As shown in FIG. 4B, a through hole 200 is formed in the dielectric-layer openings 210a, 210a′, penetrating the first surface 20a, the second surface 20b and the second solder mask layer 27b, wherein the dielectric-layer openings 210a, 210a′ are larger than the through hole 200.

As shown in FIG. 4C, upon determination that the circuit board body 20 with the circuit layers thereon is a conforming product, a semiconductor chip 25 is fixed in position to the through hole 200, thereby improving the product yield. Meanwhile, the semiconductor chip 25 is fixed in position to the through hole 200 so as to prevent displacement of the semiconductor chip 25 in subsequent processes. The semiconductor chip 25 has an active surface 25a with a plurality of electrode pads 251 thereon and an inactive surface 25b.
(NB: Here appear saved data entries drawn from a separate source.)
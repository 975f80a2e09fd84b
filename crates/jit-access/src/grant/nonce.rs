//! Rule-name nonces.
//!
//! Uses the operating system's cryptographic random source via `rand`.
//! Generated nonces are lowercase hex and therefore never contain the
//! rule-name separator.

use rand::RngCore;

/// Shortest nonce the issuer will generate (32 bits).
pub const MIN_NONCE_HEX_LEN: usize = 8;

/// Longest nonce the issuer will generate (128 bits).
pub const MAX_NONCE_HEX_LEN: usize = 32;

/// Default nonce length (48 bits).
pub const DEFAULT_NONCE_HEX_LEN: usize = 12;

/// The random component of a managed rule name.
#[derive(Debug, Clone, PartialEq, Eq, Hash)]
pub struct Nonce(String);

impl Nonce {
    /// Generate a fresh lowercase-hex nonce of `hex_len` characters.
    ///
    /// `hex_len` is clamped to `MIN_NONCE_HEX_LEN..=MAX_NONCE_HEX_LEN`.
    pub fn generate(hex_len: usize) -> Self {
        let hex_len = hex_len.clamp(MIN_NONCE_HEX_LEN, MAX_NONCE_HEX_LEN);
        let mut buf = [0u8; MAX_NONCE_HEX_LEN / 2];
        let bytes = &mut buf[..hex_len.div_ceil(2)];
        rand::thread_rng().fill_bytes(bytes);
        let mut encoded = hex::encode(bytes);
        encoded.truncate(hex_len);
        Self(encoded)
    }

    /// Accept a nonce read back from a rule name.
    ///
    /// Any non-empty ASCII alphanumeric string is accepted so rules written
    /// with upper-case or differently sized nonces are still recognised.
    pub fn parse(s: &str) -> Option<Self> {
        if s.is_empty() || !s.bytes().all(|b| b.is_ascii_alphanumeric()) {
            return None;
        }
        Some(Self(s.to_string()))
    }

    pub fn as_str(&self) -> &str {
        &self.0
    }
}

impl std::fmt::Display for Nonce {
    fn fmt(&self, f: &mut std::fmt::Formatter<'_>) -> std::fmt::Result {
        f.write_str(&self.0)
    }
}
As shown in FIG. 4D, a plurality of third dielectric layers 21c, 21c′ and third circuit layers 24c, 24c′ are formed in the dielectric-layer openings 210a, 210a′ of the first dielectric layers 21a, 21a′, wherein the third dielectric layers 21c cover the active surface 25a of the semiconductor chip 25. A plurality of third conductive vias 241c, 241c′ are formed in the third dielectric layers 21c, 21c′ for electrically connecting the electrode pads 251 of the semiconductor chip 25 and the third circuit layers 24c, 24c′.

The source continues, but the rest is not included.